### Task prompt
Among these records, which lines include "flatten"? Copy them out.

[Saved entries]
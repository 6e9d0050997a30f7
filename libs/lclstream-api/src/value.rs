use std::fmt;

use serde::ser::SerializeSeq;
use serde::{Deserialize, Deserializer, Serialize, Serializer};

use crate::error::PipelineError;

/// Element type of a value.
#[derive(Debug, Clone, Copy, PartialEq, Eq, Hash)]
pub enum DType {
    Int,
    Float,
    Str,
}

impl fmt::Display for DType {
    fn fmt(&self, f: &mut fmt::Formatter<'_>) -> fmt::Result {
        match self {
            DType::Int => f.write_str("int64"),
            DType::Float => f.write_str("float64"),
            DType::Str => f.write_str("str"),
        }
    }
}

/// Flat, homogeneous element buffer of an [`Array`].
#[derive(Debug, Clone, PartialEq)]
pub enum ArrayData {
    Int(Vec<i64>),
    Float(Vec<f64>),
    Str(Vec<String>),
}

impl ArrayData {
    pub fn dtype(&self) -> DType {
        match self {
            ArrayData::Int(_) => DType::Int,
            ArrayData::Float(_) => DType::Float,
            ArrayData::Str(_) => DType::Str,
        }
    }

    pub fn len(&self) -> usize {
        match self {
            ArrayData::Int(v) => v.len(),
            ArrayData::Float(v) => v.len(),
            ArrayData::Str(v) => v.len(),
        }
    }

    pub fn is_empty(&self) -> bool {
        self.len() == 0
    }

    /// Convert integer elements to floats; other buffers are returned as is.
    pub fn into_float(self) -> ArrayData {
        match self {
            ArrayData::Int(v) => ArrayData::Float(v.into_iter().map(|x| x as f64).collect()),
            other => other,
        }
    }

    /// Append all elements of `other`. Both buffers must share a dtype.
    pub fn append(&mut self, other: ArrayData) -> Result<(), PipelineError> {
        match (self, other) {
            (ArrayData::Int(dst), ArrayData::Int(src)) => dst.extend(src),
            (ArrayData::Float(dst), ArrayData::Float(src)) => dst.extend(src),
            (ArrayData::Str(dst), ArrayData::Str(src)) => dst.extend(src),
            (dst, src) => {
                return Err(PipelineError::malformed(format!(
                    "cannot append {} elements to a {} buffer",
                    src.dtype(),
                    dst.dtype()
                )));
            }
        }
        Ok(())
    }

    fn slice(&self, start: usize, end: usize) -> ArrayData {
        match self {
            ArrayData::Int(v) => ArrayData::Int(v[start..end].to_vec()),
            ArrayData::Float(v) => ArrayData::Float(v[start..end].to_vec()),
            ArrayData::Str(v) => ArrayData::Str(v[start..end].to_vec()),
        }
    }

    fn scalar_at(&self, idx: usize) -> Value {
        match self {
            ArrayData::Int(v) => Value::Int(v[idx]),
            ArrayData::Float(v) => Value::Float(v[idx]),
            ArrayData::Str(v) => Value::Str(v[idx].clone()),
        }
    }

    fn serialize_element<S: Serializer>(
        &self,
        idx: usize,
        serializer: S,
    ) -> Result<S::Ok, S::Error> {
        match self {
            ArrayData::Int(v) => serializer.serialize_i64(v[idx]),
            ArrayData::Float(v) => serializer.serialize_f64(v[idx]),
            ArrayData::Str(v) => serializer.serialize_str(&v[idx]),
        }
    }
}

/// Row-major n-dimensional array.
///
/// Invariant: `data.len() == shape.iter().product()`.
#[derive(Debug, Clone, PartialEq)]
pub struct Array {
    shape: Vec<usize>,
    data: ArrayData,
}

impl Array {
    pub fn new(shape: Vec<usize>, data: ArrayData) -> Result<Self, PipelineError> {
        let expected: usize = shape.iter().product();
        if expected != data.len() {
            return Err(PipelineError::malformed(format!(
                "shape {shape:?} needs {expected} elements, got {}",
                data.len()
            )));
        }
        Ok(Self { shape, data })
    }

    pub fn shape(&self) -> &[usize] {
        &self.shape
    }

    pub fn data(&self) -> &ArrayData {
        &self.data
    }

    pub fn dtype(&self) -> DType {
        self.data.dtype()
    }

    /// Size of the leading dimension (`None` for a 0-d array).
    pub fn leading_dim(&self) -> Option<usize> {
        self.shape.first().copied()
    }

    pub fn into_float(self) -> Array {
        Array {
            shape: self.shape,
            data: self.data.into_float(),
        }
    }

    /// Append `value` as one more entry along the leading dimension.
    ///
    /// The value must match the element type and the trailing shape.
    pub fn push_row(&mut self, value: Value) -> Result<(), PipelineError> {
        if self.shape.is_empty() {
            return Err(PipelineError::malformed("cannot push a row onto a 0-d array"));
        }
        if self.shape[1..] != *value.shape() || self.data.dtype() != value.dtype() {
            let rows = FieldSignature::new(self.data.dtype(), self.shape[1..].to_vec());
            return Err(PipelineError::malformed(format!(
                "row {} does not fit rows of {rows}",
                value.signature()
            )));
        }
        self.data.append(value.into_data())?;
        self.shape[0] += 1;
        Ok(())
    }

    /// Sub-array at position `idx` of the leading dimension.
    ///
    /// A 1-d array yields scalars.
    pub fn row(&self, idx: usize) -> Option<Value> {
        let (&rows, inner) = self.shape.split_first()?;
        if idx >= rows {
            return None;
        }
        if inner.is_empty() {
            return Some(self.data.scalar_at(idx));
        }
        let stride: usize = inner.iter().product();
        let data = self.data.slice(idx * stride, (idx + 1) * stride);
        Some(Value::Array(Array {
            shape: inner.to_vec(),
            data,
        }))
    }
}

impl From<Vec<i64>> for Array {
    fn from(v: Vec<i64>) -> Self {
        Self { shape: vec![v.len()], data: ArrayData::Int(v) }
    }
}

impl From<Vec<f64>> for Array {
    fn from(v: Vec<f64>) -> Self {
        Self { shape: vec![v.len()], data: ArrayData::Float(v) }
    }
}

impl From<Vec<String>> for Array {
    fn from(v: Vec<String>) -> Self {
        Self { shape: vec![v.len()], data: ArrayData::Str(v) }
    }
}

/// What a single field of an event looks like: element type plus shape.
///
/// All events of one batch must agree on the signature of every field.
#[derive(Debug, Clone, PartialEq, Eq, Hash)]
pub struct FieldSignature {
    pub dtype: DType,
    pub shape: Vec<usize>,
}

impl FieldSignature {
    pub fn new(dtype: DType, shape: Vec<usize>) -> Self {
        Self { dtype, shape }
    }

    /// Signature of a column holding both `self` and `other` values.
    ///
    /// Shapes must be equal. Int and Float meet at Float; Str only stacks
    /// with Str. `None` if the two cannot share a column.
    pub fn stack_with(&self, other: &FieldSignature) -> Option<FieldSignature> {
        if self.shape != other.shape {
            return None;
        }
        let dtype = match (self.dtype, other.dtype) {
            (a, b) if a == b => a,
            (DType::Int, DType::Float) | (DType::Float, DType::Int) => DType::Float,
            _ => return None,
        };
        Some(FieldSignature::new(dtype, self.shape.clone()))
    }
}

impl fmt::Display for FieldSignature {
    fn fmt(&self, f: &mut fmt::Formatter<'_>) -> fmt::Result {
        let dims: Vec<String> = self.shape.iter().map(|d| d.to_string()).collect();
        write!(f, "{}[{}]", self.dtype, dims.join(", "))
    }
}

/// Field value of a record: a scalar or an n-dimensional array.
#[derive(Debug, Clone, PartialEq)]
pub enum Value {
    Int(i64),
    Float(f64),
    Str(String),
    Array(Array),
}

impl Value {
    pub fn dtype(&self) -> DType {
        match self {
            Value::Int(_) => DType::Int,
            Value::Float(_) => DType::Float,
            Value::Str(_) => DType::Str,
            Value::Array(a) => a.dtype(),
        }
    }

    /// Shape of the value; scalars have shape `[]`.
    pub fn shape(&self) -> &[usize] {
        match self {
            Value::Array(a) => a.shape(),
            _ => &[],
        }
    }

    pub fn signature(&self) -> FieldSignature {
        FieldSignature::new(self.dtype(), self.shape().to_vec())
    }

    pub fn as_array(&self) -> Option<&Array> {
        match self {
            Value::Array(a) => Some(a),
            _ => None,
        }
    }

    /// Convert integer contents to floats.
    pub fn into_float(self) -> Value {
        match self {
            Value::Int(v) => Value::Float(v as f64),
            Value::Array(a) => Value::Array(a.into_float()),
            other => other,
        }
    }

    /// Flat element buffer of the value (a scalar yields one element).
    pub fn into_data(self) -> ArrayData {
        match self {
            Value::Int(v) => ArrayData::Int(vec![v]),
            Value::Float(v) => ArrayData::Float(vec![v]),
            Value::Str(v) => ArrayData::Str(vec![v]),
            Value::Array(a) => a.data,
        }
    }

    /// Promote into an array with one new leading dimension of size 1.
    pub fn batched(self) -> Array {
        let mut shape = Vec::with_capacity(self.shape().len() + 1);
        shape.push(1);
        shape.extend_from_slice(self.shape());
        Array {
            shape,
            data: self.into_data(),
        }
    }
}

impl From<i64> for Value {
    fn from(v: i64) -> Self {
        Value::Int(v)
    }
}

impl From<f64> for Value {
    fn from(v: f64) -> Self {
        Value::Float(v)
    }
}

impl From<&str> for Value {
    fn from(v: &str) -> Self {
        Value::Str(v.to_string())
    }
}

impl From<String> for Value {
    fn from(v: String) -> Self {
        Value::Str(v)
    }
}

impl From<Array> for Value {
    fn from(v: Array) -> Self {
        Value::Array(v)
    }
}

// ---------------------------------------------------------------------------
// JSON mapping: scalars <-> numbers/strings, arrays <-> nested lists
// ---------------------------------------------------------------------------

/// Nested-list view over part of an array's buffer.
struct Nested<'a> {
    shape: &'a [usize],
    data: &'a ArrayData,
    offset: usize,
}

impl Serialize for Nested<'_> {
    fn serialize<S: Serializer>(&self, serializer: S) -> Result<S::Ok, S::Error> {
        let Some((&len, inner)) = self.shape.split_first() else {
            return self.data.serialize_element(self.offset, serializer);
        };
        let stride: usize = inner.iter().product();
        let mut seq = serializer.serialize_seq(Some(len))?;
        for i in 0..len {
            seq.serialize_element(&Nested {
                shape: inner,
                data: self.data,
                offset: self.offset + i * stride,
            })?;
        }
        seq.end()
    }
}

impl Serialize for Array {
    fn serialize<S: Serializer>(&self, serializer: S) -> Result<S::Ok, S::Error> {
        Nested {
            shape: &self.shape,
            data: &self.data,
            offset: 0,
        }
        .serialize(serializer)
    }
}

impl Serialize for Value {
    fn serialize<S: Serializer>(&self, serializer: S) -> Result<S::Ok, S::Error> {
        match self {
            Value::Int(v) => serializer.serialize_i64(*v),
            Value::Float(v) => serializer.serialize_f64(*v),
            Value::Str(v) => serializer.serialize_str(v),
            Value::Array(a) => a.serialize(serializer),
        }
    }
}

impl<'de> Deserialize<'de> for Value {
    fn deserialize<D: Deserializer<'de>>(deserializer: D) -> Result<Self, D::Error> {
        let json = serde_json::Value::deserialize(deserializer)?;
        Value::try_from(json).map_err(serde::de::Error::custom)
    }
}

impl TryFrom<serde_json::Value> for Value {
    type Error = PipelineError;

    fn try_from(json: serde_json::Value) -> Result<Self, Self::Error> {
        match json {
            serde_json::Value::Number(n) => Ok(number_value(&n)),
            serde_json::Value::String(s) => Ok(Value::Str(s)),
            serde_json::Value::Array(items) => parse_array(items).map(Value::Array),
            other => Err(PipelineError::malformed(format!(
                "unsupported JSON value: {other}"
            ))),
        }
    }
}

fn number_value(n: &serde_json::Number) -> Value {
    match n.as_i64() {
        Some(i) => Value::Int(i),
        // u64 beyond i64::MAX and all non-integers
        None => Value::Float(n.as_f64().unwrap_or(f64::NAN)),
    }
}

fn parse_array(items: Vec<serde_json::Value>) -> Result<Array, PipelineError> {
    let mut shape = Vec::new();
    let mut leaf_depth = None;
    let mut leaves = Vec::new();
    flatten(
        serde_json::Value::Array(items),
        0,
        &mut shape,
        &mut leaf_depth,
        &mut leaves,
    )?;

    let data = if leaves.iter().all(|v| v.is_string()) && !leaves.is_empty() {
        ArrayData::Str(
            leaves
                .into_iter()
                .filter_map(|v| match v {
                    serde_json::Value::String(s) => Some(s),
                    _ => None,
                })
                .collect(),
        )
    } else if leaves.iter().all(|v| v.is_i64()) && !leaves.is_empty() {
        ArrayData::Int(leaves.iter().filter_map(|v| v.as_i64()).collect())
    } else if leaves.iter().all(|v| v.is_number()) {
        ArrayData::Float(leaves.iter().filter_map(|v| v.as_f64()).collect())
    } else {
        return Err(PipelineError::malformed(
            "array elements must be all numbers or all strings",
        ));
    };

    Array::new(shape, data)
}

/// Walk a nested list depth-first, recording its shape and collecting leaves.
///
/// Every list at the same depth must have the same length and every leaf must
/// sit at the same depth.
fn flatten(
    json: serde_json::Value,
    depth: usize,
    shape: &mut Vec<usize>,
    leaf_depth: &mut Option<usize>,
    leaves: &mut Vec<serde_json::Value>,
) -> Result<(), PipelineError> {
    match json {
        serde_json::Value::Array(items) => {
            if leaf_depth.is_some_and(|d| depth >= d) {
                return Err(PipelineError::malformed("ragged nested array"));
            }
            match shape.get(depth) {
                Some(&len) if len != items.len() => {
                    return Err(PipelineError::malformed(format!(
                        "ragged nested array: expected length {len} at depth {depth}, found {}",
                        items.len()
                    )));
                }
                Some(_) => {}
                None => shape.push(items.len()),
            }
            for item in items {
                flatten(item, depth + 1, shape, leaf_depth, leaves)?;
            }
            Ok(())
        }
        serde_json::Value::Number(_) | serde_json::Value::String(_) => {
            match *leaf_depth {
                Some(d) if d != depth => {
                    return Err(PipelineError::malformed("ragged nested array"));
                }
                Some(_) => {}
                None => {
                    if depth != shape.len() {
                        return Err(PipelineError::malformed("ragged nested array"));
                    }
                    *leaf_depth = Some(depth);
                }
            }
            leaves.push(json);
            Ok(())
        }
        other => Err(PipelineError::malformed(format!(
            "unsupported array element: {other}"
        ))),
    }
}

### Written solution
    flatten(
fn flatten(
                flatten(item, depth + 1, shape, leaf_depth, leaves)?;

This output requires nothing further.